As the Joint Committee of Parliament meets Monday to adopt its report on the Personal Data Protection Bill, Congress Rajya Sabha member in the panel Jairam Ramesh has submitted a dissent note. His objection primarily is to a clause that allows the Centre to exempt any agency under its purview from the law.
In his note, which he posted on his Twitter handle, Ramesh said he had suggested amendments to Section 35 and Section 12 of the Bill. “The JCP gave me a patient hearing but I was unable to convince it of the merits of my arguments. The general consensus in the JCP appeared to be in favour of not accepting my amendments and I did not want to force the issue beyond a point,” he said in his note to Chairman of the Panel P P Chaudhuri.
Today, the Joint Parliamentary Committee on Personal Data Protection Bill 2019 will adopt its report. I’m compelled to submit a detailed dissent note. But that should not detract from the democratic manner in which the Committee has functioned. Now, for the debate in Parliament. pic.twitter.com/tavBnF9y5B
— Jairam Ramesh (@Jairam_Ramesh) November 22, 2021
He said the design of the Bill assumes that the constitutional right to privacy arises only where operations and activities of private companies are concerned. “Government and government agencies are treated as a separate privileged class whose operations and activities are always in the public interest and individual privacy considerations are secondary,” he noted.
Ramesh said, “Section 35 gives unbridled powers to the central government to exempt any agency from the entire Act itself. Under the amendment, I had suggested that the central government will have to get Parliamentary approval for exempting any of its agencies from the purview of the law. Even then, the government must always comply with the Bill’s requirement of fair and reasonable processing and implementing the necessary security safeguards.”

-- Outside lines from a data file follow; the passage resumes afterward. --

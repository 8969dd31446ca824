//! Core data types shared by the pipeline stages.
//!
//! A [`CitationKey`] is an ADS bibcode as written in the LaTeX source, a
//! [`BibliographicRecord`] is the metadata the service returned for one key,
//! and [`FetchOutcome`] pairs every requested key with its [`QueryResult`].

use std::collections::BTreeMap;
use std::fmt;

use once_cell::sync::Lazy;
use regex::Regex;
use serde::Deserialize;

/// Year plus 15 characters; 14 when an ampersand has been dropped
/// (`2016AA...590A..10K` for `2016A&A...590A..10K`).
static BIBCODE_RE: Lazy<Regex> = Lazy::new(|| {
    Regex::new(r"^[0-9]{4}[A-Za-z0-9.&:+'\-]{14,15}$").expect("invalid bibcode pattern")
});

/// An opaque citation key (ADS bibcode).
#[derive(Debug, Clone, PartialEq, Eq, Hash, PartialOrd, Ord)]
pub struct CitationKey(String);

impl CitationKey {
    /// Parses a raw citation entry, returning `None` unless it is a bibcode.
    ///
    /// Surrounding whitespace is ignored.
    ///
    /// ```
    /// use tex2bib::CitationKey;
    ///
    /// assert!(CitationKey::parse("2016A&A...590A..10K").is_some());
    /// assert!(CitationKey::parse("smith2020").is_none());
    /// ```
    pub fn parse(raw: &str) -> Option<Self> {
        let raw = raw.trim();
        if BIBCODE_RE.is_match(raw) {
            Some(Self(raw.to_string()))
        } else {
            None
        }
    }

    /// Returns true if `raw` has the shape of a bibcode.
    pub fn is_valid(raw: &str) -> bool {
        BIBCODE_RE.is_match(raw)
    }

    /// Wraps a string that is already known to be a bibcode.
    pub(crate) fn new_unchecked(raw: impl Into<String>) -> Self {
        Self(raw.into())
    }

    pub fn as_str(&self) -> &str {
        &self.0
    }
}

impl fmt::Display for CitationKey {
    fn fmt(&self, f: &mut fmt::Formatter<'_>) -> fmt::Result {
        f.write_str(&self.0)
    }
}

impl AsRef<str> for CitationKey {
    fn as_ref(&self) -> &str {
        &self.0
    }
}

/// A single field value as returned by the metadata service.
#[derive(Debug, Clone, PartialEq, Eq, Deserialize)]
#[serde(untagged)]
pub enum FieldValue {
    Text(String),
    List(Vec<String>),
    Number(i64),
}

impl FieldValue {
    /// The first textual value, if any.
    pub fn first(&self) -> Option<String> {
        match self {
            FieldValue::Text(s) => Some(s.clone()),
            FieldValue::List(items) => items.first().cloned(),
            FieldValue::Number(n) => Some(n.to_string()),
        }
    }

    /// All values as a list; scalars become a one-element list.
    pub fn to_list(&self) -> Vec<String> {
        match self {
            FieldValue::Text(s) => vec![s.clone()],
            FieldValue::List(items) => items.clone(),
            FieldValue::Number(n) => vec![n.to_string()],
        }
    }
}

/// Metadata for one publication, keyed by field name.
#[derive(Debug, Clone, PartialEq)]
pub struct BibliographicRecord {
    pub key: CitationKey,
    pub fields: BTreeMap<String, FieldValue>,
}

impl BibliographicRecord {
    pub fn new(key: CitationKey) -> Self {
        Self {
            key,
            fields: BTreeMap::new(),
        }
    }

    /// Builder-style helper used when assembling records by hand.
    pub fn with_field(mut self, name: &str, value: FieldValue) -> Self {
        self.fields.insert(name.to_string(), value);
        self
    }

    pub fn get(&self, name: &str) -> Option<&FieldValue> {
        self.fields.get(name)
    }

    /// First non-empty textual value of a field.
    pub fn text(&self, name: &str) -> Option<String> {
        self.get(name)
            .and_then(FieldValue::first)
            .map(|s| s.trim().to_string())
            .filter(|s| !s.is_empty())
    }
}

/// Result of looking up one key.
#[derive(Debug, Clone, PartialEq)]
pub enum QueryResult {
    Found(BibliographicRecord),
    NotFound(CitationKey),
}

impl QueryResult {
    pub fn key(&self) -> &CitationKey {
        match self {
            QueryResult::Found(record) => &record.key,
            QueryResult::NotFound(key) => key,
        }
    }

    pub fn is_found(&self) -> bool {
        matches!(self, QueryResult::Found(_))
    }
}

/// One [`QueryResult`] per requested key, in request order.
#[derive(Debug, Clone, Default, PartialEq)]
pub struct FetchOutcome {
    pub results: Vec<QueryResult>,
}

impl FetchOutcome {
    pub fn len(&self) -> usize {
        self.results.len()
    }

    pub fn is_empty(&self) -> bool {
        self.results.is_empty()
    }

    /// Records that were found, in request order.
    pub fn records(&self) -> Vec<&BibliographicRecord> {
        self.results
            .iter()
            .filter_map(|r| match r {
                QueryResult::Found(record) => Some(record),
                QueryResult::NotFound(_) => None,
            })
            .collect()
    }

    /// Keys the service had no record for, in request order.
    pub fn missing(&self) -> Vec<CitationKey> {
        self.results
            .iter()
            .filter_map(|r| match r {
                QueryResult::NotFound(key) => Some(key.clone()),
                QueryResult::Found(_) => None,
            })
            .collect()
    }
}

“I was willing to compromise provided the JCP had recommended that the reasons for exemption that would be recorded in writing as provided for in the Bill would be tabled in both Houses of Parliament. This would bring greater accountability and transparency, but even that was not found acceptable,” he said.
He said Section 12 (a) (i) creates certain exceptions for governments and government agencies from the provisions of consent.
“While fully understanding the logic for such exemptions in a number of circumstances, I had suggested some changes to make this exemption less sweeping and less automatic. The JCPs report allows a period of two years for private companies to migrate to the new data protection regime but government and government agencies have no such stipulation,” Ramesh said in his note.